(Records drawn from a dataset)
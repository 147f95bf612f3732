//! Diagnosed IDL errors.
//!
//! Every error the parser diagnoses is identified by a stable string id (see [`ErrorId`]) so that
//! negative tests can assert on exactly which rule fired, independent of message wording.

use std::collections::HashMap;
use std::fmt;
use std::str::FromStr;

use miette::Diagnostic;
use once_cell::sync::Lazy;
use thiserror::Error;

/// Read-only view of a set of diagnosed errors.
///
/// This is all the assertion harness needs from a parser's error output.
pub trait ErrorCollection {
    /// Number of diagnosed errors.
    fn count(&self) -> usize;

    /// Whether any diagnosed error carries `error_id`.
    fn contains(&self, error_id: &str) -> bool;

    /// One human-readable line per error, in diagnosis order.
    ///
    /// Each call yields a fresh iterator over the same lines.
    fn to_list(&self) -> Box<dyn Iterator<Item = String> + '_>;
}

/// The diagnostics the reference parser can produce.
#[derive(Debug, Clone, Copy, PartialEq, Eq, Hash)]
pub enum ErrorId {
    UnknownRootNode,
    NodeType,
    UnknownNode,
    DuplicateSymbol,
    MissingField,
    EmptyFields,
    BadBool,
    BadIdentifier,
    BadEnumType,
    BadEnumValue,
    DuplicateEnumValue,
    BadCommandNamespace,
    EmptyDocument,
}

impl ErrorId {
    pub const ALL: [ErrorId; 13] = [
        ErrorId::UnknownRootNode,
        ErrorId::NodeType,
        ErrorId::UnknownNode,
        ErrorId::DuplicateSymbol,
        ErrorId::MissingField,
        ErrorId::EmptyFields,
        ErrorId::BadBool,
        ErrorId::BadIdentifier,
        ErrorId::BadEnumType,
        ErrorId::BadEnumValue,
        ErrorId::DuplicateEnumValue,
        ErrorId::BadCommandNamespace,
        ErrorId::EmptyDocument,
    ];

    /// The stable string id used in test assertions.
    pub fn as_str(&self) -> &'static str {
        match self {
            ErrorId::UnknownRootNode => "unknown_root_node",
            ErrorId::NodeType => "node_type",
            ErrorId::UnknownNode => "unknown_node",
            ErrorId::DuplicateSymbol => "duplicate_symbol",
            ErrorId::MissingField => "missing_field",
            ErrorId::EmptyFields => "empty_fields",
            ErrorId::BadBool => "bad_bool",
            ErrorId::BadIdentifier => "bad_identifier",
            ErrorId::BadEnumType => "bad_enum_type",
            ErrorId::BadEnumValue => "bad_enum_value",
            ErrorId::DuplicateEnumValue => "duplicate_enum_value",
            ErrorId::BadCommandNamespace => "bad_command_namespace",
            ErrorId::EmptyDocument => "empty_document",
        }
    }
}

impl fmt::Display for ErrorId {
    fn fmt(&self, f: &mut fmt::Formatter<'_>) -> fmt::Result {
        f.write_str(self.as_str())
    }
}

static ERROR_IDS: Lazy<HashMap<&'static str, ErrorId>> =
    Lazy::new(|| ErrorId::ALL.iter().map(|id| (id.as_str(), *id)).collect());

#[derive(Debug, Clone, PartialEq, Eq, Error)]
#[error("unknown error id '{0}'")]
pub struct UnknownErrorId(pub String);

impl FromStr for ErrorId {
    type Err = UnknownErrorId;

    fn from_str(s: &str) -> Result<Self, Self::Err> {
        ERROR_IDS
            .get(s)
            .copied()
            .ok_or_else(|| UnknownErrorId(s.to_string()))
    }
}

/// A single diagnosed error.
#[derive(Debug, Clone, PartialEq, Eq, Error)]
#[error("{file_name}: {path}: {error_id}: {message}")]
pub struct ParserError {
    pub error_id: ErrorId,
    pub message: String,
    pub file_name: String,
    /// Dotted path of the offending node, e.g. `structs.foo.fields.bar`.
    pub path: String,
}

impl Diagnostic for ParserError {
    fn code<'a>(&'a self) -> Option<Box<dyn fmt::Display + 'a>> {
        Some(Box::new(self.error_id))
    }
}

/// Ordered collection of the errors diagnosed in one document.
#[derive(Debug, Clone, Default, PartialEq, Eq)]
pub struct ParserErrorCollection {
    errors: Vec<ParserError>,
}

impl ParserErrorCollection {
    pub fn new() -> Self {
        Self::default()
    }

    pub fn add(
        &mut self,
        error_id: ErrorId,
        file_name: &str,
        path: &str,
        message: impl Into<String>,
    ) {
        self.errors.push(ParserError {
            error_id,
            message: message.into(),
            file_name: file_name.to_string(),
            path: if path.is_empty() { "<root>".to_string() } else { path.to_string() },
        });
    }

    pub fn has_errors(&self) -> bool {
        !self.errors.is_empty()
    }

    pub fn iter(&self) -> std::slice::Iter<'_, ParserError> {
        self.errors.iter()
    }
}

impl ErrorCollection for ParserErrorCollection {
    fn count(&self) -> usize {
        self.errors.len()
    }

    fn contains(&self, error_id: &str) -> bool {
        self.errors.iter().any(|e| e.error_id.as_str() == error_id)
    }

    fn to_list(&self) -> Box<dyn Iterator<Item = String> + '_> {
        Box::new(self.errors.iter().map(ToString::to_string))
    }
}

impl fmt::Display for ParserErrorCollection {
    fn fmt(&self, f: &mut fmt::Formatter<'_>) -> fmt::Result {
        for (i, line) in self.to_list().enumerate() {
            if i > 0 {
                writeln!(f)?;
            }
            f.write_str(&line)?;
        }
        Ok(())
    }
}

#[cfg(test)]
mod tests {
    use super::*;

    fn two_errors() -> ParserErrorCollection {
        let mut errors = ParserErrorCollection::new();
        errors.add(ErrorId::MissingField, "a.idl", "structs.foo", "missing 'fields'");
        errors.add(ErrorId::BadBool, "a.idl", "structs.foo.strict", "expected true or false");
        errors
    }

    #[test]
    fn test_error_ids_round_trip_through_lookup() {
        for id in ErrorId::ALL {
            assert_eq!(id.as_str().parse::<ErrorId>(), Ok(id));
        }
        assert_eq!(
            "no_such_id".parse::<ErrorId>(),
            Err(UnknownErrorId("no_such_id".to_string()))
        );
    }

    #[test]
    fn test_count_and_contains() {
        let errors = two_errors();
        assert_eq!(errors.count(), 2);
        assert!(errors.contains("missing_field"));
        assert!(errors.contains("bad_bool"));
        assert!(!errors.contains("unknown_node"));
    }

    #[test]
    fn test_to_list_is_restartable_and_ordered() {
        let errors = two_errors();
        let first: Vec<String> = errors.to_list().collect();
        let second: Vec<String> = errors.to_list().collect();
        assert_eq!(first, second);
        assert_eq!(first.len(), 2);
        assert_eq!(first[0], "a.idl: structs.foo: missing_field: missing 'fields'");
        assert!(first.iter().all(|line| !line.is_empty()));
    }

    #[test]
    fn test_root_path_is_never_empty() {
        let mut errors = ParserErrorCollection::new();
        errors.add(ErrorId::EmptyDocument, "a.idl", "", "document is empty");
        assert_eq!(
            errors.to_string(),
            "a.idl: <root>: empty_document: document is empty"
        );
    }

    #[test]
    fn test_diagnostic_code_is_error_id() {
        let errors = two_errors();
        let first = errors.iter().next().expect("first error");
        let code = first.code().map(|c| c.to_string());
        assert_eq!(code.as_deref(), Some("missing_field"));
    }

    #[test]
    fn test_display_joins_lines() {
        let rendered = two_errors().to_string();
        assert_eq!(rendered.lines().count(), 2);
    }
}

### THE TASK:
Using only the entries above, output the line with "pub struct UnknownErrorId(pub String);", the line with "use super::*;", and all lines between them, exactly as they stand.

### ANSWER FOR THE TASK:
pub struct UnknownErrorId(pub String);

impl FromStr for ErrorId {
    type Err = UnknownErrorId;

    fn from_str(s: &str) -> Result<Self, Self::Err> {
        ERROR_IDS
            .get(s)
            .copied()
            .ok_or_else(|| UnknownErrorId(s.to_string()))
    }
}

/// A single diagnosed error.
#[derive(Debug, Clone, PartialEq, Eq, Error)]
#[error("{file_name}: {path}: {error_id}: {message}")]
pub struct ParserError {
    pub error_id: ErrorId,
    pub message: String,
    pub file_name: String,
    /// Dotted path of the offending node, e.g. `structs.foo.fields.bar`.
    pub path: String,
}

impl Diagnostic for ParserError {
    fn code<'a>(&'a self) -> Option<Box<dyn fmt::Display + 'a>> {
        Some(Box::new(self.error_id))
    }
}

/// Ordered collection of the errors diagnosed in one document.
#[derive(Debug, Clone, Default, PartialEq, Eq)]
pub struct ParserErrorCollection {
    errors: Vec<ParserError>,
}

impl ParserErrorCollection {
    pub fn new() -> Self {
        Self::default()
    }

    pub fn add(
        &mut self,
        error_id: ErrorId,
        file_name: &str,
        path: &str,
        message: impl Into<String>,
    ) {
        self.errors.push(ParserError {
            error_id,
            message: message.into(),
            file_name: file_name.to_string(),
            path: if path.is_empty() { "<root>".to_string() } else { path.to_string() },
        });
    }

    pub fn has_errors(&self) -> bool {
        !self.errors.is_empty()
    }

    pub fn iter(&self) -> std::slice::Iter<'_, ParserError> {
        self.errors.iter()
    }
}

impl ErrorCollection for ParserErrorCollection {
    fn count(&self) -> usize {
        self.errors.len()
    }

    fn contains(&self, error_id: &str) -> bool {
        self.errors.iter().any(|e| e.error_id.as_str() == error_id)
    }

    fn to_list(&self) -> Box<dyn Iterator<Item = String> + '_> {
        Box::new(self.errors.iter().map(ToString::to_string))
    }
}

impl fmt::Display for ParserErrorCollection {
    fn fmt(&self, f: &mut fmt::Formatter<'_>) -> fmt::Result {
        for (i, line) in self.to_list().enumerate() {
            if i > 0 {
                writeln!(f)?;
            }
            f.write_str(&line)?;
        }
        Ok(())
    }
}

#[cfg(test)]
mod tests {
    use super::*;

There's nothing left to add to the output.